• WHAT THE EXERCISE ASKS:
Every record that follows must be given again exactly.

>>>>

//! Validated split parameters

use crate::error::{KeeperError, Result};

/// Minimum shares required for reconstruction (2..=255)
///
/// A threshold of 1 would let any single key holder recover the secret alone.
#[derive(Debug, Clone, Copy, PartialEq, Eq, PartialOrd, Ord)]
pub struct Threshold(usize);

impl Threshold {
    pub const MIN: usize = 2;

    /// # Errors
    /// Returns [`KeeperError::InvalidThreshold`] if `value` is outside `2..=255`
    pub fn new(value: usize) -> Result<Self> {
        if !(Self::MIN..=ShareCount::MAX).contains(&value) {
            return Err(KeeperError::InvalidThreshold {
                threshold: value,
                min: Self::MIN,
                max: ShareCount::MAX,
            });
        }
        Ok(Self(value))
    }
}

impl std::ops::Deref for Threshold {
    type Target = usize;

    #[inline]
    fn deref(&self) -> &Self::Target {
        &self.0
    }
}

/// Number of shares to create (2..=255)
///
/// Evaluation points run from 1 to the share count, so the count also bounds
/// the largest x coordinate used.
#[derive(Debug, Clone, Copy, PartialEq, Eq, PartialOrd, Ord)]
pub struct ShareCount(usize);

impl ShareCount {
    pub const MIN: usize = 2;
    pub const MAX: usize = 255;

    /// # Errors
    /// Returns [`KeeperError::InvalidShareCount`] if `value` is outside `2..=255`
    pub fn new(value: usize) -> Result<Self> {
        if !(Self::MIN..=Self::MAX).contains(&value) {
            return Err(KeeperError::InvalidShareCount {
                count: value,
                min: Self::MIN,
                max: Self::MAX,
            });
        }
        Ok(Self(value))
    }
}

impl std::ops::Deref for ShareCount {
    type Target = usize;

    #[inline]
    fn deref(&self) -> &Self::Target {
        &self.0
    }
}

/// Validated pair of threshold and share count
///
/// Enforces `threshold <= share_count`.
#[derive(Debug, Clone, Copy, PartialEq, Eq)]
pub struct SplitConfig {
    threshold: Threshold,
    share_count: ShareCount,
}

impl SplitConfig {
    /// # Errors
    /// Returns an error if threshold exceeds share count
    ///
    /// # Examples
    ///
    /// ```rust
    /// use sharekeeper::sharing::{ShareCount, SplitConfig, Threshold};
    ///
    /// let config = SplitConfig::new(
    ///     Threshold::new(3).unwrap(),
    ///     ShareCount::new(5).unwrap(),
    /// ).unwrap();
    /// assert_eq!(*config.threshold(), 3);
    ///
    /// assert!(SplitConfig::new(Threshold::new(5).unwrap(), ShareCount::new(3).unwrap()).is_err());
    /// ```
    pub fn new(threshold: Threshold, share_count: ShareCount) -> Result<Self> {
        if *threshold > *share_count {
            return Err(KeeperError::InvalidThreshold {
                threshold: *threshold,
                min: Threshold::MIN,
                max: *share_count,
            });
        }
        Ok(Self {
            threshold,
            share_count,
        })
    }

    pub fn from_counts(threshold: usize, share_count: usize) -> Result<Self> {
        let share_count = ShareCount::new(share_count)?;
        let threshold = Threshold::new(threshold).map_err(|_| KeeperError::InvalidThreshold {
            threshold,
            min: Threshold::MIN,
            max: *share_count,
        })?;
        Self::new(threshold, share_count)
    }

    #[must_use]
    pub fn threshold(&self) -> Threshold {
        self.threshold
    }

    #[must_use]
    pub fn share_count(&self) -> ShareCount {
        self.share_count
    }
}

<<<<

• SOLUTION FOR THIS PROBLEM:
//! Validated split parameters

use crate::error::{KeeperError, Result};

/// Minimum shares required for reconstruction (2..=255)
///
/// A threshold of 1 would let any single key holder recover the secret alone.
#[derive(Debug, Clone, Copy, PartialEq, Eq, PartialOrd, Ord)]
pub struct Threshold(usize);

impl Threshold {
    pub const MIN: usize = 2;

    /// # Errors
    /// Returns [`KeeperError::InvalidThreshold`] if `value` is outside `2..=255`
    pub fn new(value: usize) -> Result<Self> {
        if !(Self::MIN..=ShareCount::MAX).contains(&value) {
            return Err(KeeperError::InvalidThreshold {
                threshold: value,
                min: Self::MIN,
                max: ShareCount::MAX,
            });
        }
        Ok(Self(value))
    }
}

impl std::ops::Deref for Threshold {
    type Target = usize;

    #[inline]
    fn deref(&self) -> &Self::Target {
        &self.0
    }
}

/// Number of shares to create (2..=255)
///
/// Evaluation points run from 1 to the share count, so the count also bounds
/// the largest x coordinate used.
#[derive(Debug, Clone, Copy, PartialEq, Eq, PartialOrd, Ord)]
pub struct ShareCount(usize);

impl ShareCount {
    pub const MIN: usize = 2;
    pub const MAX: usize = 255;

    /// # Errors
    /// Returns [`KeeperError::InvalidShareCount`] if `value` is outside `2..=255`
    pub fn new(value: usize) -> Result<Self> {
        if !(Self::MIN..=Self::MAX).contains(&value) {
            return Err(KeeperError::InvalidShareCount {
                count: value,
                min: Self::MIN,
                max: Self::MAX,
            });
        }
        Ok(Self(value))
    }
}

impl std::ops::Deref for ShareCount {
    type Target = usize;

    #[inline]
    fn deref(&self) -> &Self::Target {
        &self.0
    }
}

/// Validated pair of threshold and share count
///
/// Enforces `threshold <= share_count`.
#[derive(Debug, Clone, Copy, PartialEq, Eq)]
pub struct SplitConfig {
    threshold: Threshold,
    share_count: ShareCount,
}

impl SplitConfig {
    /// # Errors
    /// Returns an error if threshold exceeds share count
    ///
    /// # Examples
    ///
    /// ```rust
    /// use sharekeeper::sharing::{ShareCount, SplitConfig, Threshold};
    ///
    /// let config = SplitConfig::new(
    ///     Threshold::new(3).unwrap(),
    ///     ShareCount::new(5).unwrap(),
    /// ).unwrap();
    /// assert_eq!(*config.threshold(), 3);
    ///
    /// assert!(SplitConfig::new(Threshold::new(5).unwrap(), ShareCount::new(3).unwrap()).is_err());
    /// ```
    pub fn new(threshold: Threshold, share_count: ShareCount) -> Result<Self> {
        if *threshold > *share_count {
            return Err(KeeperError::InvalidThreshold {
                threshold: *threshold,
                min: Threshold::MIN,
                max: *share_count,
            });
        }
        Ok(Self {
            threshold,
            share_count,
        })
    }

    pub fn from_counts(threshold: usize, share_count: usize) -> Result<Self> {
        let share_count = ShareCount::new(share_count)?;
        let threshold = Threshold::new(threshold).map_err(|_| KeeperError::InvalidThreshold {
            threshold,
            min: Threshold::MIN,
            max: *share_count,
        })?;
        Self::new(threshold, share_count)
    }

    #[must_use]
    pub fn threshold(&self) -> Threshold {
        self.threshold
    }

    #[must_use]
    pub fn share_count(&self) -> ShareCount {
        self.share_count
    }
}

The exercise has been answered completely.